Professore della porta accanto Luciano De Crescenzo
Da Ingegnere Ibm, a artista del Novecento. È stato anche venditore di tappeti in un negozio a Piazza Municipio. E cronometrista alle Olimpiadi 1960. Luciano De Crescenzo, oltre l’arte di arrangiarsi, ha una sapiente predisposizione alla novella e all’affabulazione letteraria. Specializzandosi in scrittore di gioie e dolori della sua città. “I napoletani sono un popolo pieno di devozione cristiana, ma non hanno mai veramente abbandonato le tradizioni pagane. Sono sempre rimasti un po’ politeisti. È proprio l’idea di Dio, del Dio che è uno, che noi napoletani facciamo fatica a digerire. Prendete i protestanti, quelli appena hanno un guaio, anche piccolissimo, dicono subito: “My God”. Noi non diciamo mai “Mio Dio”, preferiamo rivolgerci a qualcuno di più preciso, per questo invochiamo i santi […]. In certi casi particolari, si sceglie di rivolgersi alle anime del purgatorio”.

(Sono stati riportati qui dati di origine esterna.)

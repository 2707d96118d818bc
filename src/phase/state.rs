//! Phase states and the inputs that drive them.
//!
//! Each phase variant owns exactly the data that is only meaningful while
//! it is active: the animation waiting on its completion signal, and the
//! enemy units still to act. The flat [`PhaseKind`] tag is derived from it.

use std::collections::VecDeque;

use serde::{Deserialize, Serialize};

use crate::core::{PhaseKind, Tile, UnitId};

/// Identifies one in-flight animation.
///
/// The presentation layer hands the ticket back when the animation ends;
/// a stale or unknown ticket means the two sides are out of sync.
#[derive(Clone, Copy, Debug, PartialEq, Eq, Hash, Serialize, Deserialize)]
pub struct AnimationTicket(pub u64);

impl std::fmt::Display for AnimationTicket {
    fn fmt(&self, f: &mut std::fmt::Formatter<'_>) -> std::fmt::Result {
        write!(f, "Ticket({})", self.0)
    }
}

/// A committed action waiting for its animation to finish.
#[derive(Clone, Copy, Debug, PartialEq, Eq)]
pub struct Pending {
    /// Ticket issued with the animation request.
    pub ticket: AnimationTicket,
    /// The acting unit.
    pub unit: UnitId,
    /// Where the animation ends.
    pub to: Tile,
}

impl Pending {
    /// Panics unless the completion signal matches this pending action.
    pub fn confirm(&self, ticket: AnimationTicket, at: Tile) {
        assert_eq!(
            ticket, self.ticket,
            "Animation completion for {ticket} while {} is pending",
            self.ticket
        );
        assert_eq!(
            at, self.to,
            "Animation {ticket} reported ending at {at}, expected {}",
            self.to
        );
    }
}

/// The live turn-cycle state.
#[derive(Clone, Debug, PartialEq, Eq)]
pub enum Phase {
    /// Waiting for the player-phase banner to be dismissed.
    PlayerPhaseBanner,
    /// Waiting for the player to pick a ready unit.
    PlayerTurn,
    /// A unit is selected; the board holds the selection.
    UnitSelected,
    /// A player action is animating.
    UnitAnimation {
        /// The action being animated.
        pending: Pending,
    },
    /// Waiting for the enemy-phase banner to be dismissed.
    EnemyPhaseBanner,
    /// Enemy sequence between animations.
    EnemyTurn {
        /// Enemy units still to act, snapshotted when the sequence began.
        queue: VecDeque<UnitId>,
    },
    /// An enemy action is animating.
    EnemyUnitAnimation {
        /// The action being animated.
        pending: Pending,
        /// Enemy units still to act after this one.
        queue: VecDeque<UnitId>,
    },
}

impl Phase {
    /// The flat tag for this phase.
    #[must_use]
    pub fn kind(&self) -> PhaseKind {
        match self {
            Phase::PlayerPhaseBanner => PhaseKind::PlayerPhaseBanner,
            Phase::PlayerTurn => PhaseKind::PlayerTurn,
            Phase::UnitSelected => PhaseKind::UnitSelected,
            Phase::UnitAnimation { .. } => PhaseKind::UnitAnimation,
            Phase::EnemyPhaseBanner => PhaseKind::EnemyPhaseBanner,
            Phase::EnemyTurn { .. } => PhaseKind::EnemyTurn,
            Phase::EnemyUnitAnimation { .. } => PhaseKind::EnemyUnitAnimation,
        }
    }

    /// The pending animation, if this is an animation phase.
    #[must_use]
    pub fn pending(&self) -> Option<&Pending> {
        match self {
            Phase::UnitAnimation { pending } | Phase::EnemyUnitAnimation { pending, .. } => {
                Some(pending)
            }
            _ => None,
        }
    }
}

/// Everything the presentation layer can tell the engine.
#[derive(Clone, Copy, Debug, PartialEq, Eq)]
pub enum Input {
    /// A tile was clicked or otherwise activated.
    TileActivated(Tile),
    /// A phase banner was dismissed.
    BannerDismissed,
    /// An animation finished at `at`.
    AnimationComplete {
        /// Ticket from the animation request.
        ticket: AnimationTicket,
        /// Final tile of the animated unit.
        at: Tile,
    },
}

#[cfg(test)]
mod tests {
    use super::*;

    fn pending() -> Pending {
        Pending {
            ticket: AnimationTicket(3),
            unit: UnitId(1),
            to: Tile::new(2, 2),
        }
    }

    #[test]
    fn test_kind_mapping() {
        assert_eq!(Phase::PlayerPhaseBanner.kind(), PhaseKind::PlayerPhaseBanner);
        assert_eq!(
            Phase::EnemyTurn { queue: VecDeque::new() }.kind(),
            PhaseKind::EnemyTurn
        );
        assert_eq!(
            Phase::UnitAnimation { pending: pending() }.kind(),
            PhaseKind::UnitAnimation
        );
    }

    #[test]
    fn test_pending_only_in_animation_phases() {
        assert!(Phase::PlayerTurn.pending().is_none());
        assert_eq!(
            Phase::EnemyUnitAnimation {
                pending: pending(),
                queue: VecDeque::new()
            }
            .pending(),
            Some(&pending())
        );
    }

    #[test]
    fn test_confirm_accepts_matching_signal() {
        pending().confirm(AnimationTicket(3), Tile::new(2, 2));
    }

    #[test]
    #[should_panic(expected = "while Ticket(3) is pending")]
    fn test_confirm_rejects_stale_ticket() {
        pending().confirm(AnimationTicket(2), Tile::new(2, 2));
    }

    #[test]
    #[should_panic(expected = "expected (2, 2)")]
    fn test_confirm_rejects_wrong_tile() {
        pending().confirm(AnimationTicket(3), Tile::new(0, 0));
    }
}
//! Deterministic randomness for enemy decisions.
//!
//! The engine owns one `GameRng` seeded from its config. Every random
//! choice an enemy policy makes draws from it, so a scenario replayed
//! with the same seed and the same player inputs plays out identically.
//!
//! ```
//! use rust_tactics::core::GameRng;
//!
//! let tiles = ["a", "b", "c"];
//! let mut first = GameRng::new(7);
//! let mut second = GameRng::new(7);
//! assert_eq!(first.choose(&tiles), second.choose(&tiles));
//! ```

use rand::seq::SliceRandom;
use rand::SeedableRng;
use rand_chacha::ChaCha8Rng;

/// Seeded ChaCha8 stream.
#[derive(Clone, Debug)]
pub struct GameRng {
    inner: ChaCha8Rng,
    seed: u64,
}

impl GameRng {
    /// Create a new RNG with the given seed.
    #[must_use]
    pub fn new(seed: u64) -> Self {
        Self {
            inner: ChaCha8Rng::seed_from_u64(seed),
            seed,
        }
    }

    /// The seed this stream started from.
    #[must_use]
    pub fn seed(&self) -> u64 {
        self.seed
    }

    /// Uniform pick from a slice, `None` when it is empty.
    pub fn choose<'a, T>(&mut self, items: &'a [T]) -> Option<&'a T> {
        items.choose(&mut self.inner)
    }
}

#[cfg(test)]
mod tests {
    use super::*;

    fn draws(rng: &mut GameRng) -> Vec<u32> {
        let items: Vec<u32> = (0..1000).collect();
        (0..32).map(|_| *rng.choose(&items).unwrap()).collect()
    }

    #[test]
    fn test_same_seed_same_stream() {
        let mut a = GameRng::new(42);
        let mut b = GameRng::new(42);

        assert_eq!(draws(&mut a), draws(&mut b));
        assert_eq!(a.seed(), 42);
    }

    #[test]
    fn test_seeds_diverge() {
        assert_ne!(draws(&mut GameRng::new(1)), draws(&mut GameRng::new(2)));
    }

    #[test]
    fn test_choose_reaches_every_element() {
        let mut rng = GameRng::new(9);
        let items = [0usize, 1, 2, 3];
        let mut seen = [false; 4];

        for _ in 0..200 {
            seen[*rng.choose(&items).unwrap()] = true;
        }

        assert!(seen.iter().all(|&s| s));
        assert!(rng.choose::<u8>(&[]).is_none());
    }
}
//! # rust-tactics
//!
//! A rules engine for turn-based grid tactics.
//!
//! ## Design Principles
//!
//! 1. **Explicit Context**: The [`Engine`] owns the board and the phase.
//!    Every handler receives it; there is no ambient global state.
//!
//! 2. **Phases Own Their Data**: The turn cycle is a tagged union. The
//!    pending animation and the enemy queue only exist inside the phases
//!    where they mean something.
//!
//! 3. **Animation as a Pending Transition**: Commands mutate the board
//!    synchronously and return an animation request. The engine resumes
//!    only when the presentation layer hands that request's ticket back,
//!    so exactly one animation is in flight at a time.
//!
//! ## Architecture
//!
//! - **Derived Terrain**: Shield tiles are recomputed from unit adjacency
//!   after every occupancy change, never written by gameplay code.
//!
//! - **Fail Fast**: Calls that can only come from a desynced presentation
//!   layer panic. Illegal clicks are ordinary input and just deselect.
//!
//! ## Modules
//!
//! - `core`: Vocabularies, tiles and grids, unit ids, action records, RNG, configuration
//! - `units`: Unit profiles and turn flags
//! - `board`: Grid state, shields, legality predicates, reach generation, selection
//! - `rules`: Victory and defeat evaluation
//! - `policy`: Enemy target selection
//! - `phase`: Turn phase state machine
//! - `render`: Read-only snapshots for the presentation layer
//! - `scenario`: Validated scenario setup

pub mod core;
pub mod units;
pub mod board;
pub mod rules;
pub mod policy;
pub mod phase;
pub mod render;
pub mod scenario;

// Re-export commonly used types
pub use crate::core::{
    Alignment, MovementType, PhaseKind, Terrain, WeaponType,
    Grid, Tile, UnitId,
    MoveKind, MoveRecord,
    GameRng,
    EngineConfig,
};

pub use crate::units::Unit;

pub use crate::board::{Board, Reachable, Selection};

pub use crate::rules::GameResult;

pub use crate::policy::{CaptureFirst, EnemyPolicy, HoldPosition};

pub use crate::phase::{Animation, AnimationTicket, Engine, Input, Phase, Step};

pub use crate::render::{RenderState, TileHighlight, UnitView};

pub use crate::scenario::{ScenarioBuilder, ScenarioError};
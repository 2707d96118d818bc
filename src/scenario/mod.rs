//! Scenario setup boundary.
//!
//! Supplies board dimensions or an ASCII terrain map, initial unit
//! placements, the engine config and the enemy policy, and validates them
//! before any rules run. Failures are reported as [`ScenarioError`]s
//! instead of panics, since scenario data usually comes from outside the
//! program.

mod builder;
mod error;

pub use builder::{parse_terrain, ScenarioBuilder};
pub use error::ScenarioError;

“I sorsi di caffè napoletano: brevi, gustosi, ma capaci di salire nelle vicinanze del cervello e fargli un po’ di sano solletico (Dal libro “Il Caffè sospeso”). E dal suo primo romanzo del 1977 “Così parlò Bellavista”: “Napoli per me non è la città di Napoli ma solo una componente dell’animo umano che so di poter trovare in tutte le persone, siano esse napoletane o no. A volte penso addirittura che Napoli possa essere ancora l’ultima speranza che resta alla razza umana”… “E chi lo sa! Chi lo sa come è Napoli veramente. Comunque io certe volte penso che anche se Napoli, quella che dico io, non esiste come città, esiste sicuramente come concetto, come aggettivo. E allora penso che Napoli è la città più Napoli che conosco e che dovunque sono andato nel mondo ho visto che c’era bisogno di un poco di Napoli.“
Saggezza è ironia nel linguaggio di De Crescenzo
“Masaniello, tra tutti i personaggi storici, comici, politici e artistici nati a Napoli, è quello che maggiormente incarnò lo spirito napoletano. E questo perché espresse le contraddizioni, l’istinto di amore, l’incapacità di esercitare il potere, la generosità e l’ignoranza del suo popolo. Masaniello è amore e disordine”. De Crescenzo scrive con l’abilità di raccontare tutta Napoli, dai quartieri più poveri ai quartieri ricchi. Con un linguaggio comprensibile a chiunque, acculturato ma che non ostenta. E che non manifesta alcuna superiorità. Storie di personaggi veri si mescolano ai racconti di una quotidianità che è folklore a Napoli.
Il libro “Ti porterà fortuna“, uno degli ultimi lavori, è un dialogo fra il filosofo partenopeo e una giovane studentessa che scrive una tesi su di lui. Insieme vanno a scoprire l’essenza della città. A pranzo siedono Da Taniello (oggi Trattoria Romano Gaetano), e per raggiungerlo prendono la metro da Piazza Materdei. L’osteria viene scelta perché, a parte i prezzi, li si possono trovare dei piatti meno conosciuti come lo sciusciello, la zuppa maresciallo, un tortano o delle polpette fritte. La specialità del giorno è la minestra ammaretata (la zuppa fatta di trentuno verdure e quattro tagli di carne diversi). Il nome “ammaretata” vuol dire sposata. Parlando della zuppa significa un matrimonio tra verdure e carne cotte così a lungo che si fondono.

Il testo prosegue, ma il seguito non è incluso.